> [Records for the exercise]
*** Begin section ***
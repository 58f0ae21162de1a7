use getset::Getters;
use log::{debug, info, warn};
use std::path::Path;

use crate::sampler::{select_names_from_path, NameRecord, RandomIndex};

/// What the user currently sees.
#[derive(Debug, Clone, PartialEq, Eq)]
pub enum SelectorState {
    Idle,
    Error(String),
    Sampled(Vec<NameRecord>),
}

/// Holds the state between user actions. Only `upload` touches files; `clear` just resets.
#[derive(Debug, Getters)]
pub struct Selector {
    #[getset(get = "pub")]
    state: SelectorState,
    #[getset(get = "pub")]
    sample_size: usize,
}

impl Selector {
    pub fn new(sample_size: usize) -> Self {
        Selector {
            state: SelectorState::Idle,
            sample_size,
        }
    }

    /// Replace the current state with the outcome of drawing from `file_path`.
    pub fn upload<R>(&mut self, file_path: &Path, rng: &mut R) -> &SelectorState
    where
        R: RandomIndex + ?Sized,
    {
        debug!("uploading {}", file_path.display());

        self.state = match select_names_from_path(file_path, self.sample_size, rng) {
            Ok(names) => {
                info!("drew {} names from {}", names.len(), file_path.display());
                SelectorState::Sampled(names)
            }
            Err(e) => {
                warn!("{} rejected: {}", file_path.display(), e.kind());
                SelectorState::Error(e.to_string())
            }
        };

        &self.state
    }

    pub fn clear(&mut self) -> &SelectorState {
        debug!("clearing selection");
        self.state = SelectorState::Idle;
        &self.state
    }

    /// The current sample, if the last upload succeeded.
    pub fn selected(&self) -> Option<&[NameRecord]> {
        match &self.state {
            SelectorState::Sampled(names) => Some(names),
            _ => None,
        }
    }
}

/******************************************************************************/
/* Tests                                                                      */
/******************************************************************************/
use anyhow::Context;
use colored::Colorize;
use csv::WriterBuilder;
use itertools::Itertools;
use serde::Serialize;
use std::fs::OpenOptions;
use std::path::Path;

use crate::sampler::NameRecord;
use crate::selector::SelectorState;

/// One row of an exported sample.
#[derive(Debug, Serialize)]
pub struct SelectedNameRow<'a> {
    pub rank: usize,
    pub first: &'a str,
    pub last: &'a str,
}

/// Numbered lines, `1. Ann Lee` onwards.
pub fn numbered_names(names: &[NameRecord]) -> String {
    names
        .iter()
        .enumerate()
        .map(|(i, n)| format!("{}. {}", i + 1, n))
        .join("\n")
}

pub fn render_state(state: &SelectorState) -> String {
    match state {
        SelectorState::Idle => format!("{}", "Upload a CSV or TSV file".dimmed()),
        SelectorState::Error(msg) => format!("{}", msg.red()),
        SelectorState::Sampled(names) => {
            format!("{}\n{}", "Selected Names:".bold(), numbered_names(names))
        }
    }
}

/// Write the sample to a new csv file. An existing file is never overwritten.
pub fn write_selection_csv(file_path: &Path, names: &[NameRecord]) -> anyhow::Result<()> {
    let output_file = OpenOptions::new()
        .write(true)
        .create_new(true)
        .open(file_path)
        .with_context(|| format!("when accessing output file {}", file_path.display()))?;

    let mut wtr = WriterBuilder::new()
        .has_headers(true)
        .from_writer(output_file);

    for (i, n) in names.iter().enumerate() {
        wtr.serialize(SelectedNameRow {
            rank: i + 1,
            first: n.first(),
            last: n.last(),
        })
        .with_context(|| format!("writing to {}", file_path.display()))?;
    }
    wtr.flush()
        .with_context(|| format!("writing to {}", file_path.display()))?;

    Ok(())
}

/******************************************************************************/
/* Tests                                                                      */
/******************************************************************************/
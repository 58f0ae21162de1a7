use thiserror::Error;

/// Every way an upload can fail. The `Display` text is the message shown to the user.
#[derive(Error, Debug, Clone, PartialEq, Eq)]
pub enum SelectError {
    #[error("Please upload a CSV or TSV file")]
    UnsupportedFileType,

    #[error("Error reading file")]
    ReadFailure,

    #[error("File must contain at least {minimum} names")]
    InsufficientRecords { minimum: usize, found: usize },

    #[error("Error processing file. Please check the format.")]
    MalformedInput,
}

impl SelectError {
    /// Short tag used in log lines.
    pub fn kind(&self) -> &'static str {
        match self {
            SelectError::UnsupportedFileType => "unsupported-file-type",
            SelectError::ReadFailure => "read-failure",
            SelectError::InsufficientRecords { .. } => "insufficient-records",
            SelectError::MalformedInput => "malformed-input",
        }
    }
}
*** End section ***
> [Exercise aim]
Whenever a line in the entries holds the word "format", copy that line.

> [Response to the task]
        .map(|(i, n)| format!("{}. {}", i + 1, n))
        SelectorState::Idle => format!("{}", "Upload a CSV or TSV file".dimmed()),
        SelectorState::Error(msg) => format!("{}", msg.red()),
            format!("{}\n{}", "Selected Names:".bold(), numbered_names(names))
        .with_context(|| format!("when accessing output file {}", file_path.display()))?;
        .with_context(|| format!("writing to {}", file_path.display()))?;
        .with_context(|| format!("writing to {}", file_path.display()))?;
    #[error("Error processing file. Please check the format.")]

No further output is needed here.